Extracted records:

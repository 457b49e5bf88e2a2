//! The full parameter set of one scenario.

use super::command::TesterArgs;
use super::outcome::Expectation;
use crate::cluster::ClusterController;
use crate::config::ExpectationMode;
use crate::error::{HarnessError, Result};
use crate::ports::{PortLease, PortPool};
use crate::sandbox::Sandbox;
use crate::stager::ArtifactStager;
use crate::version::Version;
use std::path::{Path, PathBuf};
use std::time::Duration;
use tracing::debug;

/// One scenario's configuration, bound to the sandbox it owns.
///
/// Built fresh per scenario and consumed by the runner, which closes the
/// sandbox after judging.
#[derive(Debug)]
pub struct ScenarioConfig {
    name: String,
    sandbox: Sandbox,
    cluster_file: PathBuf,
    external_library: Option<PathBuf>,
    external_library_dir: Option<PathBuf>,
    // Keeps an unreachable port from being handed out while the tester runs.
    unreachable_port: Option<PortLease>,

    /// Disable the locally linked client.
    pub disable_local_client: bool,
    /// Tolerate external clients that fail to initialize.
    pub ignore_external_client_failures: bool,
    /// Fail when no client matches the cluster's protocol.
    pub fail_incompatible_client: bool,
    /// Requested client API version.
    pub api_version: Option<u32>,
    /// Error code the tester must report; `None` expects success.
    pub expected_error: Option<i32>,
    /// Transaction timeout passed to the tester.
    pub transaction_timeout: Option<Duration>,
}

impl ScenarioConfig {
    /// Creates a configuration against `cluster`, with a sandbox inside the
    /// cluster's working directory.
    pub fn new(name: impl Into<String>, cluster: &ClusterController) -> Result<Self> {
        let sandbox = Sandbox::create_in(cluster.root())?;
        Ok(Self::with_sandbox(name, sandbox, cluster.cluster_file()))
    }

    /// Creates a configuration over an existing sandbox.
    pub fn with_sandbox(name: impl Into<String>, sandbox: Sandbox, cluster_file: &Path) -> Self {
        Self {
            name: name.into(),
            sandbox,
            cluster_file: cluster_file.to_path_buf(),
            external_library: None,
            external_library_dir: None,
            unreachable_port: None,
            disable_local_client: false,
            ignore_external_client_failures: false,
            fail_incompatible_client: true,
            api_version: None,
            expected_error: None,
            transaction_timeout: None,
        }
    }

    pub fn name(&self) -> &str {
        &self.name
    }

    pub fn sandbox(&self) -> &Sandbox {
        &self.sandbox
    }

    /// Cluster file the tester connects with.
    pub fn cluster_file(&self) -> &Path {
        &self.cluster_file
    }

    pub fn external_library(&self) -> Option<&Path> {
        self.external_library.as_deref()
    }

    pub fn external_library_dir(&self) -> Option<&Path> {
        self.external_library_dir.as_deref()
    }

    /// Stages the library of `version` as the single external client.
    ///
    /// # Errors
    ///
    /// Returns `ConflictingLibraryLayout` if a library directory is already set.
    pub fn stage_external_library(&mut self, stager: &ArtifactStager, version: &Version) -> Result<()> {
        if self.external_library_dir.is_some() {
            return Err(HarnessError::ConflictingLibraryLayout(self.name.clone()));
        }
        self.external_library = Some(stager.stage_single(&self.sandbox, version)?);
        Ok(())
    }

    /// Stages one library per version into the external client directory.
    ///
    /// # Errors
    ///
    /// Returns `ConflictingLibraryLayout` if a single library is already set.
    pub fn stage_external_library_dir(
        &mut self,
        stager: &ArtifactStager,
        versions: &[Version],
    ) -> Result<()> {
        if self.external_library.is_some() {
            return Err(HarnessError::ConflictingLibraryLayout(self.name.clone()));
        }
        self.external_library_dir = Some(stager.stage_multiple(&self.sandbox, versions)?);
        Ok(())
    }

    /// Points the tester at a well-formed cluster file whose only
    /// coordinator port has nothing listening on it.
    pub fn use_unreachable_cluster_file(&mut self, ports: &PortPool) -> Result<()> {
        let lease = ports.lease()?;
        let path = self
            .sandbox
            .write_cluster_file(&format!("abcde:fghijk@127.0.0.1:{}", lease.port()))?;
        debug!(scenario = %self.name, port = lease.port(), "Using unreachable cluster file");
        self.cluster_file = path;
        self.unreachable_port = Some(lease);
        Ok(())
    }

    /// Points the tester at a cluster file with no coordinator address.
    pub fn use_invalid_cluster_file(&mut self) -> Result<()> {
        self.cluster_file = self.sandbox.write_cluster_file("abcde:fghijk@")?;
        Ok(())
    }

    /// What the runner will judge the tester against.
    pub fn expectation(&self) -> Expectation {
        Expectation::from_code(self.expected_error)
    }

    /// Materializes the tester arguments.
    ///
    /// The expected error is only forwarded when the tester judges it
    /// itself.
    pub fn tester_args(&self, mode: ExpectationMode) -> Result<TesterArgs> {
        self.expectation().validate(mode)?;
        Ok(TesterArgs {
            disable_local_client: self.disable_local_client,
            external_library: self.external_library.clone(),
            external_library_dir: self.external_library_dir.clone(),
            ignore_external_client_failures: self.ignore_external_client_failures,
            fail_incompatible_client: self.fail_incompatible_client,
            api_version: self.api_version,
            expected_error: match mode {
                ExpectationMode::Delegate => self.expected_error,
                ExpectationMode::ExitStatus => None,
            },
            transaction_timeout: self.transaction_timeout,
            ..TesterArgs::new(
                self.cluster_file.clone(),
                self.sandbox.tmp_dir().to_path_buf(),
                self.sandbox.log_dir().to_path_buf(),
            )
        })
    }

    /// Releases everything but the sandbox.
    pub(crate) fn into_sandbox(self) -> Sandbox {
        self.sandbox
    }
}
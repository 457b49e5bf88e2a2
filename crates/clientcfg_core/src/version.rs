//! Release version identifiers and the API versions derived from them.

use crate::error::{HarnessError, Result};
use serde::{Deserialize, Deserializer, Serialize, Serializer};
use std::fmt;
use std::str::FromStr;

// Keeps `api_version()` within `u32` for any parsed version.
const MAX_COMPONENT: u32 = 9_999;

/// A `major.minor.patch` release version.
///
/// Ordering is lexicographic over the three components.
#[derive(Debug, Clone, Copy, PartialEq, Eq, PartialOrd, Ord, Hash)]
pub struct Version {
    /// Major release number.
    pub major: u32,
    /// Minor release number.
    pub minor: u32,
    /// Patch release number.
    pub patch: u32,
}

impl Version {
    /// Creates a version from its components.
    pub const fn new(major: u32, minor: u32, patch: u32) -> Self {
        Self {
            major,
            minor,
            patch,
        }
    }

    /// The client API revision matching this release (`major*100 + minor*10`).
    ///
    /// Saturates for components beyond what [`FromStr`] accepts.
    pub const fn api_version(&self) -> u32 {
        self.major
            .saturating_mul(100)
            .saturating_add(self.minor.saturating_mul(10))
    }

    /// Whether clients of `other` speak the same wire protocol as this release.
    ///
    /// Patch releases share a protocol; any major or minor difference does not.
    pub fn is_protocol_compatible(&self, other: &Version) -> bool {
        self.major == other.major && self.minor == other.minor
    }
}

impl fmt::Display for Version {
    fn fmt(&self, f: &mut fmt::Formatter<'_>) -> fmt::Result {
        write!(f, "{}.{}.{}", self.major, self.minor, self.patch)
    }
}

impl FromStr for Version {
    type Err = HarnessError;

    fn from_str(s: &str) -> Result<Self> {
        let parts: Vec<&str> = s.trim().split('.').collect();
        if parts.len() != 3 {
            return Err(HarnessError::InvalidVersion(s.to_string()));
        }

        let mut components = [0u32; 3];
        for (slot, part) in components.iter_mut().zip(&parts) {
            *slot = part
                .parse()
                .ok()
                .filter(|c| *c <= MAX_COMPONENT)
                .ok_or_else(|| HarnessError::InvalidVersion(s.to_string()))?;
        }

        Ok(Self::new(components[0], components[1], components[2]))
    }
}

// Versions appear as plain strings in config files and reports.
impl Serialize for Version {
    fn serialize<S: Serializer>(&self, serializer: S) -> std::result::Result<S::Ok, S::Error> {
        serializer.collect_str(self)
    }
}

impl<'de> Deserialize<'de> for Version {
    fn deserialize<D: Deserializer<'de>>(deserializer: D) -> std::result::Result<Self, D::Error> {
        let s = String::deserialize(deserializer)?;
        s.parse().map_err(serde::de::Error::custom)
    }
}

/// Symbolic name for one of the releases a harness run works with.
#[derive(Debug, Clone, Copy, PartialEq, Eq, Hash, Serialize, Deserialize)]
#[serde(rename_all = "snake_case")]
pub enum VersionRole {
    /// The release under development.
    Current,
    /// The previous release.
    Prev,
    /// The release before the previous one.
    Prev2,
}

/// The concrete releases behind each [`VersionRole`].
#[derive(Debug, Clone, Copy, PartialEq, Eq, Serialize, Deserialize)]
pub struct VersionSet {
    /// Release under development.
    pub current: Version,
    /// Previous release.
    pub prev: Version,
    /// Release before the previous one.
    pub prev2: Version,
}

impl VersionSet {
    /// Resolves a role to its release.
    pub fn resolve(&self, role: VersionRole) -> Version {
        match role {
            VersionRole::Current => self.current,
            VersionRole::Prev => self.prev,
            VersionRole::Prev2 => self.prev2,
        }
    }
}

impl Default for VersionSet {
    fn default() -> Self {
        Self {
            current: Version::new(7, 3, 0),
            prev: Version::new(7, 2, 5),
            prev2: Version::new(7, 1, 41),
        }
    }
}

### Your task
The line containing "to its release." and every line after it, through the last one above, should be written out word for word.

### Task result
    /// Resolves a role to its release.
    pub fn resolve(&self, role: VersionRole) -> Version {
        match role {
            VersionRole::Current => self.current,
            VersionRole::Prev => self.prev,
            VersionRole::Prev2 => self.prev2,
        }
    }
}

impl Default for VersionSet {
    fn default() -> Self {
        Self {
            current: Version::new(7, 3, 0),
            prev: Version::new(7, 2, 5),
            prev2: Version::new(7, 1, 41),
        }
    }
}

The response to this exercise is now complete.